How many unit cells are present in 2.5 gram of cubic crystal of kcl with each edge of cells
Answers
Here we can see that :
1) K+ ions are present on all the 12 edge centres and also in centre of cube.
2) Cl- ions are present on all the 8 centres as well as all the 6 face centres.
Before calculations, note that:
I) As the atoms present on edges contribute 1/4th of their volume to each surrounding unit cells.
II) The atom present at centre of the unit cell contribute full one atom.
III) The atoms present at face centre contribute half of its volume to each surrounding unit cells.
IV) The atoms present at the corners contribute 1/8th of their volume to each surrounding unit cells.
Calculations:
The number of K+ ions present in one unit cell = 12 *1/4 + 1 = 4 atoms / unit cell.
The number of Cl- ions present in one unit cell = 6*1/2 + 8*1/8 = 4 atoms/unit cell.
So, each unit cell has 4 atoms of each k+ and Cl - ions. Hence there are total 4 molecules of KCl in each unit cell.

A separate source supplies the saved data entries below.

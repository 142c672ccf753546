//! Admin dashboard API over `callback_requests`.
//!
//! Every handler except `admin_login` sits behind
//! [`require_admin`](crate::middleware::require_admin).

use axum::{
    extract::{Path, Query, State},
    Json,
};
use domain::models::lead::{
    LeadListResponse, LeadResponse, LeadStatsResponse, ListLeadsQuery, SchemaResponse,
    UpdateLeadStatusRequest,
};
use persistence::repositories::CallbackRequestRepository;
use serde::{Deserialize, Serialize};
use tracing::info;

use crate::app::AppState;
use crate::error::ApiError;
use crate::extractors::ApiJson;
use crate::middleware::verify_admin_password;

pub const INVALID_STATUS_MESSAGE: &str =
    "Invalid status. Must be: pending, contacted, or completed";
pub const NOT_FOUND_MESSAGE: &str = "Callback not found";

#[derive(Debug, Deserialize)]
pub struct AdminLoginRequest {
    #[serde(default)]
    pub password: Option<String>,
}

#[derive(Debug, Serialize)]
pub struct AdminLoginResponse {
    pub success: bool,
    pub message: String,
}

/// `POST /api/admin/login`: lets the dashboard check a password before
/// storing it for later requests.
pub async fn admin_login(
    State(state): State<AppState>,
    ApiJson(body): ApiJson<AdminLoginRequest>,
) -> Result<Json<AdminLoginResponse>, ApiError> {
    verify_admin_password(state.config.admin.password(), body.password.as_deref()).map_err(
        |err| match err {
            ApiError::Unauthorized(_) => {
                tracing::warn!("Dashboard login rejected");
                ApiError::Unauthorized("Invalid password".to_string())
            }
            other => other,
        },
    )?;

    Ok(Json(AdminLoginResponse {
        success: true,
        message: "Authentication successful".to_string(),
    }))
}

/// `GET /api/callbacks`: filtered, paginated, newest first.
pub async fn list_callbacks(
    State(state): State<AppState>,
    Query(query): Query<ListLeadsQuery>,
) -> Result<Json<LeadListResponse>, ApiError> {
    let filter = query.filter().map_err(ApiError::Validation)?;
    let page = query.page_request();

    let repo = CallbackRequestRepository::new(state.pool.clone());
    let (data, total) = repo
        .list(&filter, &page)
        .await
        .map_err(|e| ApiError::from(e).or_server("Failed to retrieve callbacks"))?;

    Ok(Json(LeadListResponse {
        success: true,
        data,
        pagination: page.paginate(total),
    }))
}

/// `GET /api/callbacks/:id`.
pub async fn get_callback(
    State(state): State<AppState>,
    Path(id): Path<i32>,
) -> Result<Json<LeadResponse>, ApiError> {
    let repo = CallbackRequestRepository::new(state.pool.clone());
    let lead = repo
        .find_by_id(id)
        .await
        .map_err(|e| ApiError::from(e).or_server("Failed to retrieve callback"))?
        .ok_or_else(|| ApiError::NotFound(NOT_FOUND_MESSAGE.to_string()))?;

    Ok(Json(LeadResponse {
        success: true,
        data: lead,
        message: None,
    }))
}

/// `PATCH /api/callbacks/:id`.
pub async fn update_callback_status(
    State(state): State<AppState>,
    Path(id): Path<i32>,
    ApiJson(body): ApiJson<UpdateLeadStatusRequest>,
) -> Result<Json<LeadResponse>, ApiError> {
    let status = body
        .parsed_status()
        .ok_or_else(|| ApiError::Validation(INVALID_STATUS_MESSAGE.to_string()))?;

    let repo = CallbackRequestRepository::new(state.pool.clone());
    let lead = repo
        .update_status(id, status)
        .await
        .map_err(|e| ApiError::from(e).or_server("Failed to update callback"))?
        .ok_or_else(|| ApiError::NotFound(NOT_FOUND_MESSAGE.to_string()))?;

    info!(lead_id = id, status = %status, "Callback status updated");

    Ok(Json(LeadResponse {
        success: true,
        data: lead,
        message: Some(format!("Callback status updated to {}", status)),
    }))
}

/// `GET /api/callbacks-stats`.
pub async fn callback_stats(
    State(state): State<AppState>,
) -> Result<Json<LeadStatsResponse>, ApiError> {
    let repo = CallbackRequestRepository::new(state.pool.clone());
    let stats = repo
        .stats()
        .await
        .map_err(|e| ApiError::from(e).or_server("Failed to retrieve statistics"))?;

    Ok(Json(LeadStatsResponse {
        success: true,
        data: stats,
    }))
}

/// `GET /api/test-schema`: live column list of `callback_requests`, used
/// to diagnose deployments with a stale schema.
pub async fn test_schema(State(state): State<AppState>) -> Result<Json<SchemaResponse>, ApiError> {
    let repo = CallbackRequestRepository::new(state.pool.clone());
    let columns = repo
        .schema_columns()
        .await
        .map_err(|e| ApiError::from(e).or_server("Failed to read schema"))?;

    Ok(Json(SchemaResponse {
        success: true,
        columns,
    }))
}
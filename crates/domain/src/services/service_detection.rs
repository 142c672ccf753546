//! Guesses which service a chat visitor was interested in.

use crate::models::chat::HistoryEntry;

/// Checked in order; the first category with a matching keyword wins.
const SERVICE_KEYWORDS: &[(&str, &[&str])] = &[
    ("ai assistant", &["ai assistant", "chatbot", "automation", "ai chat"]),
    ("seo", &["seo", "search engine", "google ranking", "local seo"]),
    ("website", &["website", "web design", "web development", "site"]),
    (
        "social media",
        &["social media", "facebook", "instagram", "linkedin", "social"],
    ),
    ("crm", &["crm", "sales funnel", "lead", "pipeline"]),
    (
        "analytics",
        &["analytics", "reporting", "data", "insights", "growth strategy"],
    ),
];

pub fn detect_service(transcript: &[HistoryEntry]) -> Option<&'static str> {
    let text = transcript
        .iter()
        .map(|entry| entry.content.as_str())
        .collect::<Vec<_>>()
        .join(" ")
        .to_lowercase();

    SERVICE_KEYWORDS
        .iter()
        .find(|(_, keywords)| keywords.iter().any(|keyword| text.contains(keyword)))
        .map(|(service, _)| *service)
}
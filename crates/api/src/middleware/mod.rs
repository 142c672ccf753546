//! HTTP middleware components.

pub mod admin_auth;
pub mod logging;
pub mod metrics;
pub mod rate_limit;
pub mod security_headers;
pub mod trace_id;

pub use admin_auth::{require_admin, verify_admin_password, ADMIN_PASSWORD_HEADER};
pub use metrics::{init_metrics, metrics_handler, metrics_middleware};
pub use rate_limit::{rate_limit_middleware, RateLimiterState};
pub use security_headers::security_headers_middleware;
#[allow(unused_imports)] // Re-exports for downstream use
pub use trace_id::{get_request_id, trace_id, RequestId, REQUEST_ID_HEADER};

As the mass of Avogadro number of molecules of KCl is 74.5 g. Then, number of molecules in 2.5 g =6.022*10^23/74.5
=0.08083*10^23
=8.083*10^21 molecules.
As we found above that each unit cell contains 4 molecules of KCl. Thus, the number of unit cells containing 8.083k10e21 molecules = 8.083*10^21/4
= 2.02075*10^21
So, 2.02075*10^21 unit cells contains 2.5 g of KCl molecules.